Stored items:

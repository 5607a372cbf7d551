use tracing::debug;

use super::aggregate::aggregate_by_year;
use super::error::SimError;
use super::types::{CellResult, GlobalParameters, ProfitabilityMatrix, SimulationResult};

const MONEY_DECIMALS: i32 = 2;
const FACTOR_DECIMALS: i32 = 3;

pub fn run_simulation(
    params: &GlobalParameters,
    matrix: &ProfitabilityMatrix,
) -> Result<SimulationResult, SimError> {
    params.validate()?;
    if matrix.agent_count() != params.agent_count || matrix.year_count() != params.year_count {
        return Err(SimError::invalid(
            "profitability",
            format!(
                "matrix is {} x {} but parameters declare {} agents x {} years",
                matrix.agent_count(),
                matrix.year_count(),
                params.agent_count,
                params.year_count
            ),
        ));
    }

    let cells: Vec<CellResult> = matrix
        .cells()
        .map(|(agent_id, year, ratio)| evaluate_cell(agent_id, year, ratio, params))
        .collect();
    let year_summaries = aggregate_by_year(&cells);

    debug!(
        matrix_version = matrix.version(),
        cells = cells.len(),
        years = year_summaries.len(),
        "recomputed AGA simulation"
    );

    Ok(SimulationResult {
        matrix_version: matrix.version(),
        cells,
        year_summaries,
    })
}

// Each output is rounded on its own from un-rounded intermediates.
pub fn evaluate_cell(
    agent_id: u32,
    year: u32,
    ratio: f64,
    params: &GlobalParameters,
) -> CellResult {
    let foregone = params.gross_foregone_amount;
    let net_of_tax = 1.0 - params.corporate_tax_rate;

    let factor = grant_multiplier(ratio, params.profitability_threshold);
    let grant_value = foregone * factor;
    let grant_shares = if params.share_price > 0.0 {
        grant_value / params.share_price
    } else {
        0.0
    };
    // Straight-line over the vesting period, independently per cell, so grants
    // whose vesting windows overlap are each charged in full.
    let amortized_cost_per_year = grant_value / f64::from(params.vesting_years);

    let cash_saving_gross = foregone * (1.0 + params.employer_charge_rate_on_cash);
    let cash_saving_net_of_tax = cash_saving_gross * net_of_tax;

    // Falls due when the shares vest, but stays booked against the grant year.
    let future_charge_cost = grant_value * params.employer_charge_rate_on_grant;
    let future_charge_cost_net_of_tax = future_charge_cost * net_of_tax;

    CellResult {
        agent_id,
        year,
        ratio,
        factor: round_to(factor, FACTOR_DECIMALS),
        grant_value: round_money(grant_value),
        grant_shares: round_money(grant_shares),
        amortized_cost_per_year: round_money(amortized_cost_per_year),
        cash_saving_gross: round_money(cash_saving_gross),
        cash_saving_net_of_tax: round_money(cash_saving_net_of_tax),
        future_charge_cost: round_money(future_charge_cost),
        future_charge_cost_net_of_tax: round_money(future_charge_cost_net_of_tax),
    }
}

fn grant_multiplier(ratio: f64, threshold: f64) -> f64 {
    if ratio <= threshold { 1.0 } else { 1.0 + ratio }
}

fn round_money(value: f64) -> f64 {
    round_to(value, MONEY_DECIMALS)
}

// Half-to-even on the exact binary value. When scaling lands on a .5 only
// because the product was inexact, the product's residue decides the side.
fn round_to(value: f64, decimals: i32) -> f64 {
    let scale = 10f64.powi(decimals);
    let scaled = value * scale;
    let residue = value.mul_add(scale, -scaled);
    let rounded = if (scaled - scaled.trunc()).abs() == 0.5 && residue != 0.0 {
        if residue > 0.0 {
            scaled.ceil()
        } else {
            scaled.floor()
        }
    } else {
        scaled.round_ties_even()
    };
    rounded / scale
}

# [Task to complete]
All entries shown above should be printed again exactly.

# [Written response]
repository 5607a372cbf7d551
use tracing::debug;

use super::aggregate::aggregate_by_year;
use super::error::SimError;
use super::types::{CellResult, GlobalParameters, ProfitabilityMatrix, SimulationResult};

const MONEY_DECIMALS: i32 = 2;
const FACTOR_DECIMALS: i32 = 3;

pub fn run_simulation(
    params: &GlobalParameters,
    matrix: &ProfitabilityMatrix,
) -> Result<SimulationResult, SimError> {
    params.validate()?;
    if matrix.agent_count() != params.agent_count || matrix.year_count() != params.year_count {
        return Err(SimError::invalid(
            "profitability",
            format!(
                "matrix is {} x {} but parameters declare {} agents x {} years",
                matrix.agent_count(),
                matrix.year_count(),
                params.agent_count,
                params.year_count
            ),
        ));
    }

    let cells: Vec<CellResult> = matrix
        .cells()
        .map(|(agent_id, year, ratio)| evaluate_cell(agent_id, year, ratio, params))
        .collect();
    let year_summaries = aggregate_by_year(&cells);

    debug!(
        matrix_version = matrix.version(),
        cells = cells.len(),
        years = year_summaries.len(),
        "recomputed AGA simulation"
    );

    Ok(SimulationResult {
        matrix_version: matrix.version(),
        cells,
        year_summaries,
    })
}

// Each output is rounded on its own from un-rounded intermediates.
pub fn evaluate_cell(
    agent_id: u32,
    year: u32,
    ratio: f64,
    params: &GlobalParameters,
) -> CellResult {
    let foregone = params.gross_foregone_amount;
    let net_of_tax = 1.0 - params.corporate_tax_rate;

    let factor = grant_multiplier(ratio, params.profitability_threshold);
    let grant_value = foregone * factor;
    let grant_shares = if params.share_price > 0.0 {
        grant_value / params.share_price
    } else {
        0.0
    };
    // Straight-line over the vesting period, independently per cell, so grants
    // whose vesting windows overlap are each charged in full.
    let amortized_cost_per_year = grant_value / f64::from(params.vesting_years);

    let cash_saving_gross = foregone * (1.0 + params.employer_charge_rate_on_cash);
    let cash_saving_net_of_tax = cash_saving_gross * net_of_tax;

    // Falls due when the shares vest, but stays booked against the grant year.
    let future_charge_cost = grant_value * params.employer_charge_rate_on_grant;
    let future_charge_cost_net_of_tax = future_charge_cost * net_of_tax;

    CellResult {
        agent_id,
        year,
        ratio,
        factor: round_to(factor, FACTOR_DECIMALS),
        grant_value: round_money(grant_value),
        grant_shares: round_money(grant_shares),
        amortized_cost_per_year: round_money(amortized_cost_per_year),
        cash_saving_gross: round_money(cash_saving_gross),
        cash_saving_net_of_tax: round_money(cash_saving_net_of_tax),
        future_charge_cost: round_money(future_charge_cost),
        future_charge_cost_net_of_tax: round_money(future_charge_cost_net_of_tax),
    }
}

fn grant_multiplier(ratio: f64, threshold: f64) -> f64 {
    if ratio <= threshold { 1.0 } else { 1.0 + ratio }
}

fn round_money(value: f64) -> f64 {
    round_to(value, MONEY_DECIMALS)
}

// Half-to-even on the exact binary value. When scaling lands on a .5 only
// because the product was inexact, the product's residue decides the side.
fn round_to(value: f64, decimals: i32) -> f64 {
    let scale = 10f64.powi(decimals);
    let scaled = value * scale;
    let residue = value.mul_add(scale, -scaled);
    let rounded = if (scaled - scaled.trunc()).abs() == 0.5 && residue != 0.0 {
        if residue > 0.0 {
            scaled.ceil()
        } else {
            scaled.floor()
        }
    } else {
        scaled.round_ties_even()
    };
    rounded / scale
}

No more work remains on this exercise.